• _MATERIALS PROVIDED_:
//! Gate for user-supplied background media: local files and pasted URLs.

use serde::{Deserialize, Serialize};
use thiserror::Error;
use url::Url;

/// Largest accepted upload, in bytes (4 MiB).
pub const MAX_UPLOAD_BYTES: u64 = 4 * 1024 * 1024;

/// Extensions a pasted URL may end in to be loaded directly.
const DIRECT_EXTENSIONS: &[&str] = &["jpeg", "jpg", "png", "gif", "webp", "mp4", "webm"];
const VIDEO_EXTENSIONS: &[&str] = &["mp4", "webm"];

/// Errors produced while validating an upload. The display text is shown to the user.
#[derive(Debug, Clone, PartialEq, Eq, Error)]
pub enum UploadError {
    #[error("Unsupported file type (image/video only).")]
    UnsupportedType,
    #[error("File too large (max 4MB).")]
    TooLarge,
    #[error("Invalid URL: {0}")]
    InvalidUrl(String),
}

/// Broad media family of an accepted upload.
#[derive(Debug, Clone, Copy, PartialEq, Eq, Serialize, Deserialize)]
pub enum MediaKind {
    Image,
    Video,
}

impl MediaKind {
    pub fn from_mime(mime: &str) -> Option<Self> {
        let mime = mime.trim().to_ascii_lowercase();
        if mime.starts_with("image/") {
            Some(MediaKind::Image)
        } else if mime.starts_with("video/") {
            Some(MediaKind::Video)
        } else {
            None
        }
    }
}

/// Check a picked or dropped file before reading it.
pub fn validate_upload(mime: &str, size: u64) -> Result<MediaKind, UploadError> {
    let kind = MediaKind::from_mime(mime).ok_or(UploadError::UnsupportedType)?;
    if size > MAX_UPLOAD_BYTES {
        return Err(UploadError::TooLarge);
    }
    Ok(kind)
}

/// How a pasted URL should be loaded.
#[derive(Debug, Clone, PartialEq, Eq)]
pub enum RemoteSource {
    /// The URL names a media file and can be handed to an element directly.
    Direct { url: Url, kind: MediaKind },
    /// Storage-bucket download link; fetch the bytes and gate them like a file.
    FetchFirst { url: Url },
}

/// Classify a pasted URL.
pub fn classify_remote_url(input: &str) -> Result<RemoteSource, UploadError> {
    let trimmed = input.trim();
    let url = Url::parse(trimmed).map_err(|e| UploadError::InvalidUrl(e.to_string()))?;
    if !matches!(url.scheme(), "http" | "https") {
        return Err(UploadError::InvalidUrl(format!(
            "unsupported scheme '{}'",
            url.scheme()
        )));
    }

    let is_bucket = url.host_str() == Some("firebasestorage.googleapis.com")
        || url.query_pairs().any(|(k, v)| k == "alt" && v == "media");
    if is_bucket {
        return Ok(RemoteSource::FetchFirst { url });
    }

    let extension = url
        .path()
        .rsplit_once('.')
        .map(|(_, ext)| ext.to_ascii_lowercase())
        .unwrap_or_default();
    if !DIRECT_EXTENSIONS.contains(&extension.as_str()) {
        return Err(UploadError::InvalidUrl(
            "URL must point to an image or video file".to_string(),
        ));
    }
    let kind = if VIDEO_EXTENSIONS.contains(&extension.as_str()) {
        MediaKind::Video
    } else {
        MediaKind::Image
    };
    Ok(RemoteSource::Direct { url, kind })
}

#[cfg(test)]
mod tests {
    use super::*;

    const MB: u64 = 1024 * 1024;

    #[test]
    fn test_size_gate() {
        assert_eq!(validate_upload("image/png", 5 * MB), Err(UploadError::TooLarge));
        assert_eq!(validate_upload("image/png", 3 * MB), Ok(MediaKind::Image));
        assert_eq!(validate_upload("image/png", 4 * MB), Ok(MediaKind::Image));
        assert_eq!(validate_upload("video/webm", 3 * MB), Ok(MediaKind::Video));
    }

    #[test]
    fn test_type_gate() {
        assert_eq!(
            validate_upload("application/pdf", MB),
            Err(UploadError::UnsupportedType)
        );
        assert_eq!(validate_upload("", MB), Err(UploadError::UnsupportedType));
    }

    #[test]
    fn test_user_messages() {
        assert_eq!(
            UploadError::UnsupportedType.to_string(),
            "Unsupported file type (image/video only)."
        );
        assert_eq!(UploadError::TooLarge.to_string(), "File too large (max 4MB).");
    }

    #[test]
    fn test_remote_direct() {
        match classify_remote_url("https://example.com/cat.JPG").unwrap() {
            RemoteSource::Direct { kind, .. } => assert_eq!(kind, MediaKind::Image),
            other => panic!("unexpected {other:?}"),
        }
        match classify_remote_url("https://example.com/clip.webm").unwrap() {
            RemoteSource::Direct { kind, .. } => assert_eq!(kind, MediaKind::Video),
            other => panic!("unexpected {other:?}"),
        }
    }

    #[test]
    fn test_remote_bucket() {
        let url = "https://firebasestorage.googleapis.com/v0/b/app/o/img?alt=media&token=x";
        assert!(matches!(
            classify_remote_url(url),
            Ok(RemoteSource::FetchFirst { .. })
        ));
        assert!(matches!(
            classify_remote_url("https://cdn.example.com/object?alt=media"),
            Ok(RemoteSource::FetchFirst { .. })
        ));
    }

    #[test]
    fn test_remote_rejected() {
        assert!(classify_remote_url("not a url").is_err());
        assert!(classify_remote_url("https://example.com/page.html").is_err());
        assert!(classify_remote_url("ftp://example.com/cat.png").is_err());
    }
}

• _TASK REQUIREMENTS_: Please return each line of the data above in which the word "scheme" occurs.

• _RESULT BELOW_:
    if !matches!(url.scheme(), "http" | "https") {
            "unsupported scheme '{}'",
            url.scheme()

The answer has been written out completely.